Enhanced Photocatalytic Activity of Acerola Peel Extract-Coated TiO2 Against Pseudomonas aeruginosa

TiO2 is a widely studied semiconductor with high photocatalytic activity, with various applications across many sectors. TiO2 oxidative reactions are only driven under ultraviolet radiation, and expanding the absorption properties towards to the visible range could enhance the photocatalytic applications, reducing its UV light source reliance. In this context, this study reports the titanium dioxide nanoparticles (TiO2-NPs) coating with Malpighia emarginata (acerola) extract to shift the band gap and be applied against Pseudomonas aeruginosa by photocatalysis.
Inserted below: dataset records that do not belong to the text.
impl Store for SqliteStore {
    fn insert_card(&self, card: &Card) -> StoreResult<()> {
        let mut conn = self.lock()?;
        let tx = conn.transaction()?;
        let s = &card.schedule;
        let c = &card.content;

        tx.execute(
            &format!(
                "INSERT INTO cards ({CARD_COLUMNS}) \
                 VALUES (?, ?, ?, ?, ?, ?, ?, ?, ?, ?, ?, ?, ?, ?)"
            ),
            params![
                card.id.to_string(),
                card.user_id.to_string(),
                c.card_type.as_str(),
                c.target_text,
                c.target_meaning,
                c.context_sentence,
                c.context_translation,
                c.cloze_sentence,
                i64::from(s.interval),
                s.ease_factor,
                format_ts(&s.next_review),
                format_ts(&s.created_at),
                format_ts(&s.updated_at),
                card.version as i64,
            ],
        )?;

        // Only link tags the card's owner actually has
        for tag_id in &card.tag_ids {
            tx.execute(
                "INSERT OR IGNORE INTO card_tags (card_id, tag_id) \
                 SELECT ?1, id FROM tags WHERE id = ?2 AND user_id = ?3",
                params![card.id.to_string(), tag_id.to_string(), card.user_id.to_string()],
            )?;
        }

        tx.commit()?;
        debug!(card_id = %card.id, tags = card.tag_ids.len(), "Card inserted");
        Ok(())
    }

    fn get_card(&self, user_id: UserId, card_id: CardId) -> StoreResult<Option<Card>> {
        let conn = self.lock()?;

        let row = conn
            .query_row(
                &format!("SELECT {CARD_COLUMNS} FROM cards WHERE id = ? AND user_id = ?"),
                params![card_id.to_string(), user_id.to_string()],
                CardRow::from_row,
            )
            .optional()?;

        let Some(row) = row else {
            return Ok(None);
        };

        let mut stmt = conn.prepare("SELECT tag_id FROM card_tags WHERE card_id = ?")?;
        let tag_ids = stmt
            .query_map([card_id.to_string()], |r| r.get::<_, String>(0))?
            .collect::<Result<Vec<_>, _>>()?
            .iter()
            .map(|s| parse_id(s))
            .collect::<StoreResult<Vec<TagId>>>()?;

        row.into_card(tag_ids).map(Some)
    }

    fn list_cards(&self, user_id: UserId) -> StoreResult<Vec<Card>> {
        let conn = self.lock()?;
        let user = user_id.to_string();

        let mut links: HashMap<String, Vec<TagId>> = HashMap::new();
        let mut stmt = conn.prepare(
            "SELECT ct.card_id, ct.tag_id FROM card_tags ct \
             JOIN cards c ON c.id = ct.card_id WHERE c.user_id = ?",
        )?;
        let rows = stmt.query_map([&user], |r| {
            Ok((r.get::<_, String>(0)?, r.get::<_, String>(1)?))
        })?;
        for row in rows {
            let (card_id, tag_id) = row?;
            links.entry(card_id).or_default().push(parse_id(&tag_id)?);
        }

        let mut stmt = conn.prepare(&format!(
            "SELECT {CARD_COLUMNS} FROM cards WHERE user_id = ? ORDER BY created_at, id"
        ))?;
        let rows = stmt
            .query_map([&user], CardRow::from_row)?
            .collect::<Result<Vec<_>, _>>()?;

        let cards = rows
            .into_iter()
            .map(|row| {
                let tag_ids = links.remove(&row.id).unwrap_or_default();
                row.into_card(tag_ids)
            })
            .collect::<StoreResult<Vec<_>>>()?;

        debug!(user_id = %user_id, count = cards.len(), "Cards listed");
        Ok(cards)
    }

    fn compare_and_swap_schedule(
        &self,
        user_id: UserId,
        card_id: CardId,
        expected_version: u64,
        schedule: &ScheduleState,
    ) -> StoreResult<bool> {
        let conn = self.lock()?;

        let changed = conn.execute(
            r#"
            UPDATE cards
            SET interval_days = ?, ease_factor = ?, next_review = ?, updated_at = ?,
                version = version + 1
            WHERE id = ? AND user_id = ? AND version = ?
            "#,
            params![
                i64::from(schedule.interval),
                schedule.ease_factor,
                format_ts(&schedule.next_review),
                format_ts(&schedule.updated_at),
                card_id.to_string(),
                user_id.to_string(),
                expected_version as i64,
            ],
        )?;

        let swapped = changed == 1;
        debug!(card_id = %card_id, expected_version, swapped, "Schedule compare-and-swap");
        Ok(swapped)
    }

    fn delete_card(&self, user_id: UserId, card_id: CardId) -> StoreResult<bool> {
        let conn = self.lock()?;
        let deleted = conn.execute(
            "DELETE FROM cards WHERE id = ? AND user_id = ?",
            params![card_id.to_string(), user_id.to_string()],
        )?;
        debug!(card_id = %card_id, deleted, "Card delete");
        Ok(deleted > 0)
    }

    fn insert_tag(&self, tag: &Tag) -> StoreResult<()> {
        let conn = self.lock()?;
        conn.execute(
            "INSERT INTO tags (id, user_id, name, created_at) VALUES (?, ?, ?, ?)",
            params![
                tag.id.to_string(),
                tag.user_id.to_string(),
                tag.name,
                format_ts(&tag.created_at),
            ],
        )?;
        debug!(tag_id = %tag.id, name = %tag.name, "Tag inserted");
        Ok(())
    }

    fn get_tag_by_name(&self, user_id: UserId, name: &str) -> StoreResult<Option<Tag>> {
        let conn = self.lock()?;
        conn.query_row(
            "SELECT id, user_id, name, created_at FROM tags WHERE user_id = ? AND name = ?",
            params![user_id.to_string(), name],
            TagRow::from_row,
        )
        .optional()?
        .map(TagRow::into_tag)
        .transpose()
    }

    fn get_tags_by_ids(&self, user_id: UserId, tag_ids: &[TagId]) -> StoreResult<Vec<Tag>> {
        let conn = self.lock()?;
        let mut stmt = conn
            .prepare("SELECT id, user_id, name, created_at FROM tags WHERE id = ? AND user_id = ?")?;

        let mut tags = Vec::with_capacity(tag_ids.len());
        for tag_id in tag_ids {
            let row = stmt
                .query_row(
                    params![tag_id.to_string(), user_id.to_string()],
                    TagRow::from_row,
                )
                .optional()?;
            if let Some(row) = row {
                tags.push(row.into_tag()?);
            }
        }
        Ok(tags)
    }

    fn list_tags(&self, user_id: UserId) -> StoreResult<Vec<Tag>> {
        let conn = self.lock()?;
        let mut stmt = conn.prepare(
            "SELECT id, user_id, name, created_at FROM tags WHERE user_id = ? ORDER BY name, id",
        )?;
        let rows = stmt
            .query_map([user_id.to_string()], TagRow::from_row)?
            .collect::<Result<Vec<_>, _>>()?;

        rows.into_iter().map(TagRow::into_tag).collect()
    }

    fn delete_tag(&self, user_id: UserId, tag_id: TagId) -> StoreResult<bool> {
        let conn = self.lock()?;
        let deleted = conn.execute(
            "DELETE FROM tags WHERE id = ? AND user_id = ?",
            params![tag_id.to_string(), user_id.to_string()],
        )?;
        debug!(tag_id = %tag_id, deleted, "Tag delete");
        Ok(deleted > 0)
    }

    fn append_audit(&self, mut event: AuditEvent) -> StoreResult<()> {
        let conn = self.lock()?;
        let event_json = serde_json::to_string(&event.event)?;

        conn.execute(
            "INSERT INTO audit_log (timestamp, event_json) VALUES (?, ?)",
            params![format_ts(&event.timestamp), event_json],
        )?;

        event.id = conn.last_insert_rowid();
        debug!(event_id = event.id, "Audit event appended");

        Ok(())
    }

    fn get_recent_audits(&self, limit: usize) -> StoreResult<Vec<AuditEvent>> {
        let conn = self.lock()?;

        let mut stmt = conn.prepare(
            "SELECT id, timestamp, event_json FROM audit_log ORDER BY id DESC LIMIT ?",
        )?;

        let rows = stmt.query_map([limit as i64], |row| {
            let id: i64 = row.get(0)?;
            let timestamp_str: String = row.get(1)?;
            let event_json: String = row.get(2)?;
            Ok((id, timestamp_str, event_json))
        })?;

        let mut events = Vec::new();
        for row in rows {
            let (id, timestamp_str, event_json) = row?;
            events.push(AuditEvent {
                id,
                timestamp: parse_ts(&timestamp_str)?,
                event: serde_json::from_str(&event_json)?,
            });
        }

        Ok(events)
    }

    fn is_healthy(&self) -> bool {
        match self.conn.lock() {
            Ok(conn) => conn.query_row("SELECT 1", [], |_| Ok(())).is_ok(),
            Err(_) => {
                warn!("Store lock poisoned");
                false
            }
        }
    }
}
The acerola peel hydroethanolic extract (AcE) was obtained by ultrasound, evaluating its total flavonoid and phenolic compound contents, scavenging free radical ability, and antimicrobial capacity. AcE coating of TiO2-NPs was obtained under magnetic stirring (AcE-TiO2-ms) and ultrasound bath (AcE-TiO2-us) methods. Nanoparticles (NPs) physicochemical properties were characterized by UV-visible DRS spectroscopy, Fourier-transform infrared spectroscopy (FTIR), transmission electron microscopic (TEM), and atomic force microscopy (AFM) techniques. The NPs antimicrobial activity was assessed through photocatalysis under dark, visible, and UV light conditions for 30–180 min. The AcE exhibited high phenolic compound content, antioxidant activity, and antimicrobial potential against P. aeruginosa. The AcE coating TiO2-NPs resulted in an average particle size of 20–35 nm, confirmed by FTIR and TEM analyses. Notably, an enhancement in the photocatalytic performance of AcE-coated TiO2 was observed under the visible light spectrum, particularly in the AcE-TiO2-ms case. This nanoparticle exhibited high antimicrobial activity under visible irradiation at 120 and 180 min, confirming its catalytic performance under visible light.